Exercise aim: In the records below, some lines contain "false"; state the number of such lines and nothing else.

>>>

//! UI context for detecting interactive vs CI environments

use std::io::IsTerminal;

/// UI context that determines output behavior
#[derive(Debug, Clone)]
pub struct UiContext {
    /// Whether running in an interactive terminal
    interactive: bool,
}

impl UiContext {
    /// Detect the current environment
    pub fn detect() -> Self {
        Self {
            interactive: Self::detect_interactive(),
        }
    }

    /// Create a non-interactive context (for testing or explicit CI mode)
    pub fn non_interactive() -> Self {
        Self { interactive: false }
    }

    /// Check if we're in an interactive terminal
    pub fn is_interactive(&self) -> bool {
        self.interactive
    }

    /// Check if we should use fancy output (spinners, colors)
    pub fn use_fancy_output(&self) -> bool {
        self.interactive
    }

    /// Detect if running in an interactive environment
    fn detect_interactive() -> bool {
        // Not interactive if stdout is not a TTY
        if !std::io::stdout().is_terminal() {
            return false;
        }

        // Check for CI environment variables
        if std::env::var("CI").is_ok() {
            return false;
        }

        // Common CI environment indicators
        let ci_vars = [
            "GITHUB_ACTIONS",
            "GITLAB_CI",
            "CIRCLECI",
            "TRAVIS",
            "JENKINS_URL",
            "BUILDKITE",
        ];

        for var in ci_vars {
            if std::env::var(var).is_ok() {
                return false;
            }
        }

        true
    }
}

<<<

Response to this exercise: 4